No one I came across at the climate camp saw the miners as the enemy and a surprisingly large number of them saw capitalism as the enemy. If Dave could put aside his conviction that the climate camp is the enemy we could start the serious and difficult job of developing a politics that doesn’t push differences under the table either by blind faith in speculative science or all in it together catastrophism and start to address the multiple crisis affecting the world. The food crisis, credit crunch, energy crisis, climate crisis, peak oil, all have the same cause – capitalism and in particular neo-liberalism.
In the anti-capitalist camp
Always on the same side
18.08.2008 23:19
I don't agree with him, though. Carbon Capture sounds like an afterthought with all the corners cut, and preaching the lesser of too evils with nuclear power leaves us no wiser as to a way out of this mess. The grandchildren of miners now toil mentally and psychologically in the service economy, and the political activists of the working class need to find a way of delivering them from their own, modern version of the 'company store con'.
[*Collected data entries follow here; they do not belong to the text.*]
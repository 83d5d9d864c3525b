//! Re-emits KLL files after processing.
//!
//! Every organized context is reconstituted into canonical kll, along with
//! the finalized base/default/partial/final layer stacks. Entries are
//! sorted by their canonical form so the output is stable across runs.

use crate::emitters::{EmitError, Emitter, EmitterOptions, FileEmitter};
use crate::organization::Organization;
use crate::stages::ControlStage;
use log::debug;
use std::fs;

pub struct KllEmitter {
    opts: EmitterOptions,
    files: FileEmitter,
}

impl KllEmitter {
    pub fn new(opts: EmitterOptions) -> Self {
        Self {
            opts,
            files: FileEmitter::default(),
        }
    }

    /// Re-constitute one organization into kll file contents
    fn reconstitute(&self, organization: &Organization) -> String {
        let mut output = String::new();

        for store in organization.data_stores() {
            output += &format!("# {}\n", store.name);
            let mut lines: Vec<String> = store
                .data
                .iter()
                .map(|(key, expr)| {
                    if self.opts.output_debug {
                        format!("{} # {}\n", expr.kllify(), key)
                    } else {
                        format!("{}\n", expr.kllify())
                    }
                })
                .collect();
            lines.sort();
            for line in lines {
                output += &line;
            }
            output += "\n";
        }

        output += "# MappingData\n";
        let mut lines: Vec<String> = vec![];
        for (key, exprs) in &organization.mapping_data.data {
            for expr in exprs {
                if self.opts.output_debug {
                    lines.push(format!("{} # {}\n", expr.kllify(), key));
                } else {
                    lines.push(format!("{}\n", expr.kllify()));
                }
            }
        }
        lines.sort();
        for line in lines {
            output += &line;
        }
        output += "\n";

        output
    }
}

impl Emitter for KllEmitter {
    fn process(&mut self, control: &ControlStage) -> Result<(), EmitError> {
        for (name, context) in &control.organized {
            let contents = self.reconstitute(&context.organization);
            self.files
                .output_files
                .push((format!("{}.kll", name), contents));
        }

        let base = self.reconstitute(&control.base_context.organization);
        self.files.output_files.push(("base.kll".to_string(), base));

        let default = self.reconstitute(&control.default_context.organization);
        self.files
            .output_files
            .push(("default.kll".to_string(), default));

        for (index, partial) in control.partial_contexts.iter().enumerate() {
            let contents = self.reconstitute(&partial.organization);
            self.files
                .output_files
                .push((format!("partial-{}.kll", index), contents));
        }

        let full = self.reconstitute(&control.full_context.organization);
        self.files.output_files.push(("final.kll".to_string(), full));
        Ok(())
    }

    fn output(&mut self) -> Result<(), EmitError> {
        debug!("-- Generating --");
        debug!("{}", self.opts.target_dir.display());
        fs::create_dir_all(&self.opts.target_dir)?;
        self.files.generate(&self.opts.target_dir)?;
        Ok(())
    }

    fn check(&self) -> bool {
        true
    }
}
Giving them the collective pride that the miners used to embody, and by the sounds of it still do, must be the aim of any working class movement. The climate camp is an important tool for the moral middle classes to show that they can be a major part of the solution, as well as the problem. A similar unifying event needs to be built for the working class left to come together to talk about what THEY have in common (if only to see all those cocky climate camp coppers shit their fucking britches for a change). I would like to see that event powered by renewable energies, not coal, but that would hardly be the most important matter on the agenda!
Unions don't work, structurally and ideologically, in the 21st Century. Their top-down structure leaves them prone to manipulation by relatively small blocs and groups that succeed in their own agenda while milking the membership. With my own eyes, I've seen deals done behind the members' backs that made me feel dirty just being there. A union of 200,000 that demands loyalty to the leadership can NEVER represent its individual members. In the 21st Century it can only offer staff discount deals and a chance to be on the right side of the pay deal when one group of distant strangers is sacrificed for another . The ends can never justify the means, whatever the time saved and whatever is best in the long run. An true affiliation of affiliates must be the model. The NUM is not that model. Working Class Unionism doesn't work at the moment. We MUST find a way to make it work in the future.
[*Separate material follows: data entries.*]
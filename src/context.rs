//! KLL context definitions.
//!
//! Each source file is assigned one context role on the command line:
//! Generic (auto-detected), Configuration, BaseMap, DefaultMap or
//! PartialMap. Merging contexts of like roles, then stacking the roles,
//! produces the per-layer [`MergeContext`]s the analysis works on.

use crate::expression::Expression;
use crate::layouts::Layout;
use crate::organization::Organization;
use crate::parser::RawExpression;
use std::fmt;
use std::path::PathBuf;
use std::sync::Arc;

#[derive(Debug, Clone, Copy, PartialEq, Eq, PartialOrd, Ord)]
pub enum ContextKind {
    Generic,
    Configuration,
    BaseMap,
    DefaultMap,
    PartialMap(usize),
}

impl ContextKind {
    /// Group name used when merging like contexts; partial maps group by
    /// name and layer number
    pub fn group_name(&self) -> String {
        match self {
            Self::Generic => "GenericContext".to_string(),
            Self::Configuration => "ConfigurationContext".to_string(),
            Self::BaseMap => "BaseMapContext".to_string(),
            Self::DefaultMap => "DefaultMapContext".to_string(),
            Self::PartialMap(layer) => format!("PartialMapContext{}", layer),
        }
    }

    pub fn layer(&self) -> Option<usize> {
        match self {
            Self::PartialMap(layer) => Some(*layer),
            _ => None,
        }
    }
}

impl fmt::Display for ContextKind {
    fn fmt(&self, f: &mut fmt::Formatter<'_>) -> fmt::Result {
        write!(f, "{}", self.group_name())
    }
}

/// One file's worth of KLL data and its organization
#[derive(Debug, Clone)]
pub struct Context {
    pub kind: ContextKind,
    pub path: PathBuf,
    pub kll_files: Vec<String>,
    pub data: String,
    pub raw_expressions: Vec<RawExpression>,
    pub expressions: Vec<Expression>,
    pub organization: Organization,
    pub layer: Option<usize>,
    pub connect_id: u8,
    pub hid_mapping: Arc<Layout>,
}

impl Context {
    pub fn new(kind: ContextKind, path: PathBuf, hid_mapping: Arc<Layout>) -> Self {
        let filename = path
            .file_name()
            .map(|f| f.to_string_lossy().to_string())
            .unwrap_or_default();
        Self {
            kind,
            path,
            kll_files: vec![filename],
            data: String::new(),
            raw_expressions: vec![],
            expressions: vec![],
            organization: Organization::default(),
            layer: kind.layer(),
            connect_id: 0,
            hid_mapping,
        }
    }

    /// Text label for which layer this is
    pub fn layer_info(&self) -> String {
        match self.layer {
            None => "0".to_string(),
            Some(layer) => format!("{}", layer + 1),
        }
    }
}

/// A merged context; references the files of every context merged in
#[derive(Debug, Clone, Default)]
pub struct MergeContext {
    pub kll_files: Vec<String>,
    pub layer: Option<usize>,
    pub organization: Organization,
}

impl MergeContext {
    pub fn from_context(base: &Context) -> Self {
        Self {
            kll_files: base.kll_files.clone(),
            layer: base.layer,
            organization: base.organization.clone(),
        }
    }

    pub fn from_merge(base: &MergeContext) -> Self {
        base.clone()
    }

    /// Merge a single context in
    pub fn merge_context(&mut self, merge_in: &Context, map_type: ContextKind) {
        self.kll_files.extend(merge_in.kll_files.iter().cloned());
        if merge_in.layer.is_some() {
            self.layer = merge_in.layer;
        }
        self.organization.merge(&merge_in.organization, map_type);
    }

    /// Merge another merged context in
    pub fn merge(&mut self, merge_in: &MergeContext, map_type: ContextKind) {
        self.kll_files.extend(merge_in.kll_files.iter().cloned());
        if merge_in.layer.is_some() {
            self.layer = merge_in.layer;
        }
        self.organization.merge(&merge_in.organization, map_type);
    }

    /// Drop still-flagged BaseMap expressions after a partial merge
    pub fn cleanup(&mut self) {
        self.organization.cleanup();
    }

    /// Simplify the datastructures; context is lost, so reduce a copy
    pub fn reduction(&mut self) {
        self.organization.reduction();
    }

    /// Short-form list of files that built this context
    pub fn files(&self) -> &[String] {
        &self.kll_files
    }
}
The climate campers are overwhelmingly middle-class in attitude and outlook. Autonomy (and to a certain extent, poverrty) is a game to be played for a week, with no real cause or effect on what is one of the most priveliged lifestyles on the planet. Most can't see the hypocrisy most others see in their message of 'making collective sacrifices' when it was them and their parents that sacrificed the collective 30 years ago.
Both groups are far from a genuine threat to the directors of power in their current states. But they are genuine bases of resistance to capitalism, and genuine opportunities to build change - on the idealism of the climate camp as a way forward, and the NUM as a symbol of reawakened working class unity that links to the most glorious of pasts.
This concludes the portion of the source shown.